Output exactly the lines from the line with "serializer: S) ->" through the end of the records below. Include nothing else.

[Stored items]
-------

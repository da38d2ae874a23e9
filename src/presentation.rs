//! Presentation layer
//!
//! This module contains UI components and widgets:
//! - Stateless components rendering `AppState`
//! - Reusable widgets
//! - Configuration (styles, keybindings)

pub mod components;
pub mod config;
pub mod widgets;
use secrecy::{ExposeSecret, SecretString};
use serde::{Deserialize, Deserializer, Serialize, Serializer};

/// The logged-in user together with the bearer token issued at login.
///
/// This is both the login response body and the value persisted for
/// session restore, so the token has to survive a serde round trip even
/// though it is redacted from `Debug` output.
#[derive(Debug, Clone, Serialize, Deserialize)]
pub struct User {
    #[serde(default)]
    pub id: String,
    pub username: String,
    #[serde(default)]
    pub name: String,
    #[serde(serialize_with = "expose_token", deserialize_with = "secret_token")]
    pub token: SecretString,
}

impl User {
    /// Name shown in the header, falling back to the username
    pub fn display_name(&self) -> &str {
        if self.name.is_empty() {
            &self.username
        } else {
            &self.name
        }
    }
}

impl PartialEq for User {
    fn eq(&self, other: &Self) -> bool {
        self.id == other.id
            && self.username == other.username
            && self.name == other.name
            && self.token.expose_secret() == other.token.expose_secret()
    }
}

impl Eq for User {}

fn expose_token<S: Serializer>(token: &SecretString, serializer: S) -> Result<S::Ok, S::Error> {
    serializer.serialize_str(token.expose_secret())
}

fn secret_token<'de, D: Deserializer<'de>>(deserializer: D) -> Result<SecretString, D::Error> {
    String::deserialize(deserializer).map(SecretString::from)
}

-------

> [FINISHED EXERCISE]:
fn expose_token<S: Serializer>(token: &SecretString, serializer: S) -> Result<S::Ok, S::Error> {
    serializer.serialize_str(token.expose_secret())
}

fn secret_token<'de, D: Deserializer<'de>>(deserializer: D) -> Result<SecretString, D::Error> {
    String::deserialize(deserializer).map(SecretString::from)
}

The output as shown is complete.